**Exercise requirements**:
Copy each line of the records below that mentions the word "else".

**Information supplied**:
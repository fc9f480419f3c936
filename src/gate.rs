//! The no-hallucination decision boundary.
//!
//! A candidate answer is returned only when its score clears the minimum,
//! enough of the query's own tokens actually occur in the block, and any
//! detected intent is compatible with the block's content. Everything
//! else gets the fixed refusal payload with no source attribution.

use crate::config::{MIN_ACCEPT_SCORE, MIN_OVERLAP_RATIO, REFUSAL_TEXT};
use crate::index::{Field, IndexSnapshot, IndexedBlock};
use crate::query::QueryContext;
use crate::rank::ScoredCandidate;
use crate::token;
use regex::Regex;
use serde::{Deserialize, Serialize};
use std::collections::HashSet;
use std::sync::OnceLock;

/// The answer payload handed to the transport layer.
#[derive(Debug, Clone, Serialize, Deserialize)]
pub struct AskResponse {
    pub answer: String,
    pub sources: Vec<String>,
    pub error: Option<String>,
}

impl AskResponse {
    pub fn refusal() -> Self {
        Self {
            answer: REFUSAL_TEXT.to_string(),
            sources: Vec::new(),
            error: None,
        }
    }
}

/// Decide accept/refuse for the ranked candidates and assemble the answer.
pub fn decide(
    snapshot: &IndexSnapshot,
    ctx: &QueryContext,
    candidates: &[ScoredCandidate],
    snippet_chars: usize,
) -> AskResponse {
    let Some(best) = candidates.first() else {
        return AskResponse::refusal();
    };
    let Some(block) = snapshot.block(best.block) else {
        return AskResponse::refusal();
    };

    if best.score < MIN_ACCEPT_SCORE {
        tracing::debug!(score = best.score, "refusal: best score below threshold");
        return AskResponse::refusal();
    }

    if overlap_ratio(ctx, block) < MIN_OVERLAP_RATIO {
        tracing::debug!("refusal: insufficient term overlap");
        return AskResponse::refusal();
    }

    if !intents_compatible(ctx, block) {
        tracing::debug!("refusal: intent incompatible with candidate");
        return AskResponse::refusal();
    }

    let answer = best_snippet(&block.block.body, &ctx.base_tokens, snippet_chars);
    let source = snapshot
        .document_for(block)
        .map(|doc| format!("{} s:{}", doc.file, block.block.page))
        .into_iter()
        .collect();

    AskResponse {
        answer,
        sources: source,
        error: None,
    }
}

/// Fraction of base query tokens present anywhere in the block.
fn overlap_ratio(ctx: &QueryContext, block: &IndexedBlock) -> f32 {
    if ctx.base_tokens.is_empty() {
        return 0.0;
    }
    let qset: HashSet<&str> = ctx.base_tokens.iter().map(String::as_str).collect();
    let matched = qset
        .iter()
        .filter(|t| block.contains_token(t))
        .count();
    matched as f32 / qset.len() as f32
}

fn intents_compatible(ctx: &QueryContext, block: &IndexedBlock) -> bool {
    // Pass-grade questions need hard evidence in the body: both exam
    // terms, or a number, or a percentage.
    if ctx.intents.pass_grade {
        let body: HashSet<&str> = block
            .tokens(Field::Body)
            .iter()
            .map(String::as_str)
            .collect();
        let exam_pair = body.contains("final") && body.contains("vize");
        let numeric = block
            .tokens(Field::Body)
            .iter()
            .any(|t| t.chars().any(|c| c.is_ascii_digit()));
        let percent = block.tokens(Field::Body).iter().any(|t| t.contains('%'));
        if !(exam_pair || numeric || percent) {
            return false;
        }
    }

    // An appeal-flavored answer to a non-appeal question is a mismatch.
    if !ctx.intents.appeal && block.contains_token("itiraz") {
        return false;
    }

    true
}

fn keyword_line_regex() -> &'static Regex {
    static RE: OnceLock<Regex> = OnceLock::new();
    RE.get_or_init(|| {
        Regex::new(r"(?i)Anahtar\s*Kelimeler\s*[:\-].*").expect("valid keyword line pattern")
    })
}

/// Trim a block body to the snippet budget, anchored on the window with
/// the densest query-term overlap.
pub fn best_snippet(text: &str, query_tokens: &[String], max_chars: usize) -> String {
    let clean = keyword_line_regex().replace_all(text, "").trim().to_string();
    if clean.chars().count() <= max_chars {
        return clean;
    }

    let words: Vec<&str> = clean.split_whitespace().collect();
    if words.is_empty() {
        return clean.chars().take(max_chars).collect();
    }

    let qset: HashSet<String> = query_tokens.iter().cloned().collect();
    let window = (words.len() / 4).clamp(40, 120);
    let step = (window / 3).max(10);

    let mut best_start = 0usize;
    let mut best_hits = -1isize;
    let mut start = 0usize;
    while start < words.len() {
        let slice = &words[start..(start + window).min(words.len())];
        let hits = slice
            .iter()
            .flat_map(|w| token::tokenize(w))
            .filter(|t| qset.contains(t))
            .collect::<HashSet<_>>()
            .len() as isize;
        // Among equally dense windows, take the last so the hit sits
        // near the snippet start and survives the character clip.
        if hits > best_hits || (hits > 0 && hits == best_hits) {
            best_hits = hits;
            best_start = start;
        }
        start += step;
    }

    let snippet = words[best_start..(best_start + window).min(words.len())].join(" ");
    if snippet.chars().count() > max_chars {
        let clipped: String = snippet.chars().take(max_chars).collect();
        let trimmed = match clipped.rfind(' ') {
            Some(idx) => &clipped[..idx],
            None => clipped.as_str(),
        };
        format!("{trimmed}...")
    } else {
        snippet
    }
}

#[cfg(test)]
mod tests {
    use super::*;
    use crate::block::{Block, BlockKind};
    use crate::config::SNIPPET_CHARS;
    use crate::index::DocumentInfo;
    use crate::rank;
    use chrono::Utc;

    fn snapshot(blocks: Vec<Block>) -> IndexSnapshot {
        let doc = DocumentInfo {
            file: "yonetmelik.pdf".to_string(),
            path: "docs/yonetmelik.pdf".to_string(),
            pages: 1,
            fingerprint: "x".to_string(),
            modified: Utc::now(),
        };
        IndexSnapshot::build(blocks, vec![doc])
    }

    fn block(kind: BlockKind, title: &str, body: &str) -> Block {
        Block {
            doc_id: 0,
            page: 4,
            kind,
            title: title.to_string(),
            body: body.to_string(),
            keywords: vec![],
        }
    }

    fn run(question: &str, snapshot: &IndexSnapshot) -> AskResponse {
        let ctx = QueryContext::build(question, snapshot);
        let ranked = rank::rank(snapshot, &ctx, 5);
        decide(snapshot, &ctx, &ranked, SNIPPET_CHARS)
    }

    #[test]
    fn accepts_strong_match_with_source() {
        let snap = snapshot(vec![block(
            BlockKind::Heading,
            "Bütünleme Sınavları",
            "Bütünleme sinavina final sinavinda basarisiz olan ogrenciler girebilir.",
        )]);
        let response = run("bütünleme sınavı var mı?", &snap);
        assert_ne!(response.answer, REFUSAL_TEXT);
        assert_eq!(response.sources, vec!["yonetmelik.pdf s:4"]);
        assert!(response.error.is_none());
    }

    #[test]
    fn refuses_out_of_vocabulary_query_with_empty_sources() {
        let snap = snapshot(vec![block(
            BlockKind::Heading,
            "Kayit",
            "Kayit yenileme islemleri yariyil basinda yapilir.",
        )]);
        let response = run("uzay gemisi hangarlari nerede", &snap);
        assert_eq!(response.answer, REFUSAL_TEXT);
        assert!(response.sources.is_empty());
    }

    #[test]
    fn pass_grade_intent_refuses_block_without_numeric_evidence() {
        let snap = snapshot(vec![block(
            BlockKind::Heading,
            "Gecme Notu",
            "Gecme notu ile ilgili esaslar senato tarafindan belirlenir.",
        )]);
        // Moderate overlap, but no digits, no %, no final+vize pair.
        let response = run("geçme notu nasıl hesaplanır?", &snap);
        assert_eq!(response.answer, REFUSAL_TEXT);
        assert!(response.sources.is_empty());
    }

    #[test]
    fn pass_grade_intent_accepts_block_with_percentage() {
        let snap = snapshot(vec![block(
            BlockKind::Heading,
            "Gecme Notu",
            "Gecme notu vize notunun %40 ve final notunun %60 toplanmasi ile hesaplanir.",
        )]);
        let response = run("geçme notu nasıl hesaplanır?", &snap);
        assert_ne!(response.answer, REFUSAL_TEXT);
        assert_eq!(response.sources.len(), 1);
    }

    #[test]
    fn appeal_block_refused_for_non_appeal_query() {
        let snap = snapshot(vec![block(
            BlockKind::Heading,
            "Sinav Sonuclari",
            "Sinav sonucuna itiraz yedi gun icinde dilekce ile yapilir.",
        )]);
        let response = run("sinav sonuclari ne zaman aciklanir", &snap);
        assert_eq!(response.answer, REFUSAL_TEXT);
    }

    #[test]
    fn snippet_strips_keyword_lines() {
        let out = best_snippet(
            "Cevap metni burada. Anahtar Kelimeler: butunleme, final",
            &[],
            480,
        );
        assert_eq!(out, "Cevap metni burada.");
    }

    #[test]
    fn long_bodies_are_trimmed_near_the_query_terms() {
        let filler = "genel hukumler burada yer alir ".repeat(40);
        let body = format!("{filler} butunleme sinavi final haftasindan sonra yapilir.");
        let out = best_snippet(&body, &["butunleme".to_string()], 120);
        assert!(out.chars().count() <= 124);
        assert!(out.contains("butunleme"));
    }

    #[test]
    fn empty_candidate_list_refuses() {
        let snap = snapshot(vec![]);
        let ctx = QueryContext::build("herhangi bir soru", &snap);
        let response = decide(&snap, &ctx, &[], SNIPPET_CHARS);
        assert_eq!(response.answer, REFUSAL_TEXT);
    }
}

**Answer area**:
//! else gets the fixed refusal payload with no source attribution.
    let Some(best) = candidates.first() else {
    let Some(block) = snapshot.block(best.block) else {
    } else {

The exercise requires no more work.